• [Records for this exercise]:
Segment Open

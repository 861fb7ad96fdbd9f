//! Object name patterns.
//!
//! A pattern list is a comma-separated string such as `APP*,DEV*,!SYSTEM*`.
//! A pattern is either an exact name or a prefix ending in a single `*`.
//! Queue pattern lists may also negate a pattern with a leading `!`.
//!
//! Filtering rules:
//! - only positive patterns: nothing is selected unless a pattern matches
//! - only negative patterns: everything is selected unless a pattern matches
//! - mixed: negative patterns are removed first, then the remaining names
//!   are filtered with the positive patterns. `S*,!SYSTEM*` keeps `S.1`, and
//!   `!DEV*,DEV.QUEUE.1` does not select `DEV.QUEUE.1`.

use std::fs;
use std::path::Path;

use crate::error::PatternError;

/// Splits a pattern list into trimmed, non-empty patterns.
pub fn split_patterns(list: &str) -> impl Iterator<Item = &str> {
    list.split(',').map(str::trim).filter(|p| !p.is_empty())
}

/// Checks that `*` only appears once, as the last character.
pub fn verify_patterns(list: &str) -> Result<(), PatternError> {
    verify_object_patterns(list, false)
}

/// Like [`verify_patterns`], additionally allowing one leading `!`.
pub fn verify_queue_patterns(list: &str) -> Result<(), PatternError> {
    verify_object_patterns(list, true)
}

fn verify_object_patterns(list: &str, allow_negation: bool) -> Result<(), PatternError> {
    for pattern in split_patterns(list) {
        if !valid_wildcard(pattern) {
            return Err(PatternError::Wildcard(pattern.to_string()));
        }
        if allow_negation {
            let bangs = pattern.matches('!').count();
            if bangs > 1 || (bangs == 1 && !pattern.starts_with('!')) {
                return Err(PatternError::Negation(pattern.to_string()));
            }
        }
    }
    Ok(())
}

pub(crate) fn valid_wildcard(pattern: &str) -> bool {
    match pattern.matches('*').count() {
        0 => true,
        1 => pattern.ends_with('*'),
        _ => false,
    }
}

/// Whether `name` matches a single positive pattern.
pub fn pattern_match(name: &str, pattern: &str) -> bool {
    match pattern.strip_suffix('*') {
        Some(prefix) => name.starts_with(prefix),
        None => name == pattern,
    }
}

/// Selects the candidates allowed by a pattern list, keeping their order.
///
/// Candidates are trimmed and empty ones skipped. An empty pattern list
/// selects nothing.
pub fn filter_patterns<S: AsRef<str>>(list: &str, candidates: &[S]) -> Vec<String> {
    let (excludes, includes): (Vec<&str>, Vec<&str>) =
        split_patterns(list).partition(|p| p.starts_with('!'));
    let excludes: Vec<&str> = excludes
        .into_iter()
        .map(|p| p.trim_start_matches('!'))
        .collect();

    let names: Vec<&str> = candidates
        .iter()
        .map(|c| c.as_ref().trim())
        .filter(|c| !c.is_empty())
        .collect();

    filter_names(&includes, &excludes, &names)
}

fn filter_names(includes: &[&str], excludes: &[&str], names: &[&str]) -> Vec<String> {
    if includes.is_empty() && excludes.is_empty() {
        return Vec::new();
    }

    if excludes.is_empty() {
        return names
            .iter()
            .filter(|n| includes.iter().any(|p| pattern_match(n, p)))
            .map(|n| n.to_string())
            .collect();
    }

    let kept: Vec<&str> = names
        .iter()
        .copied()
        .filter(|n| !excludes.iter().any(|p| pattern_match(n, p)))
        .collect();

    if includes.is_empty() {
        kept.into_iter().map(String::from).collect()
    } else {
        filter_names(includes, &[], &kept)
    }
}

/// Reads a pattern file, one pattern per line, into a pattern list.
pub fn read_patterns(path: impl AsRef<Path>) -> Result<String, PatternError> {
    let path = path.as_ref();
    let content = fs::read_to_string(path).map_err(|source| PatternError::File {
        path: path.to_path_buf(),
        source,
    })?;
    Ok(content.lines().collect::<Vec<_>>().join(","))
}
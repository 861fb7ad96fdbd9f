//! `postcard`-based stand-in for the binary PCF layout.
//!
//! Each header and parameter is a separate postcard record, so messages can
//! be decoded record by record exactly like the real format.

use serde::Serialize;
use serde::de::DeserializeOwned;

use crate::error::PcfError;
use crate::pcf::{PcfHeader, RawParameter};
use crate::transport::PcfCodec;

/// Codec used with [`super::MockQueueManager`].
#[derive(Debug, Clone, Copy, Default)]
pub struct MockCodec;

impl MockCodec {
    /// Encodes a header followed by parameters.
    ///
    /// `header.parameter_count` is written as given; group children must be
    /// listed right after their group and are not counted.
    pub fn encode_message(&self, header: &PcfHeader, parameters: &[RawParameter]) -> Vec<u8> {
        let mut buf = Vec::new();
        append(&mut buf, header);
        for parameter in parameters {
            append(&mut buf, parameter);
        }
        buf
    }
}

impl PcfCodec for MockCodec {
    fn decode_header(&self, buf: &[u8]) -> Result<(PcfHeader, usize), PcfError> {
        take(buf)
    }

    fn decode_parameter(&self, buf: &[u8]) -> Result<(RawParameter, usize), PcfError> {
        take(buf)
    }

    fn encode_command(&self, command: i32, parameters: &[RawParameter]) -> Vec<u8> {
        let header = PcfHeader::command(command, parameters.len() as u32);
        self.encode_message(&header, parameters)
    }
}

fn append<T: Serialize>(buf: &mut Vec<u8>, value: &T) {
    // Plain structs into a growable Vec: the only failure mode is OOM.
    let bytes = postcard::to_allocvec(value).unwrap_or_default();
    buf.extend_from_slice(&bytes);
}

fn take<T: DeserializeOwned>(buf: &[u8]) -> Result<(T, usize), PcfError> {
    let (value, rest) =
        postcard::take_from_bytes::<T>(buf).map_err(|e| PcfError::Decode(e.to_string()))?;
    Ok((value, buf.len() - rest.len()))
}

Segment Closed

• [Assignment]: Only lines containing the word "command" should be copied from the material above.

• [Solution below]:
    fn encode_command(&self, command: i32, parameters: &[RawParameter]) -> Vec<u8> {
        let header = PcfHeader::command(command, parameters.len() as u32);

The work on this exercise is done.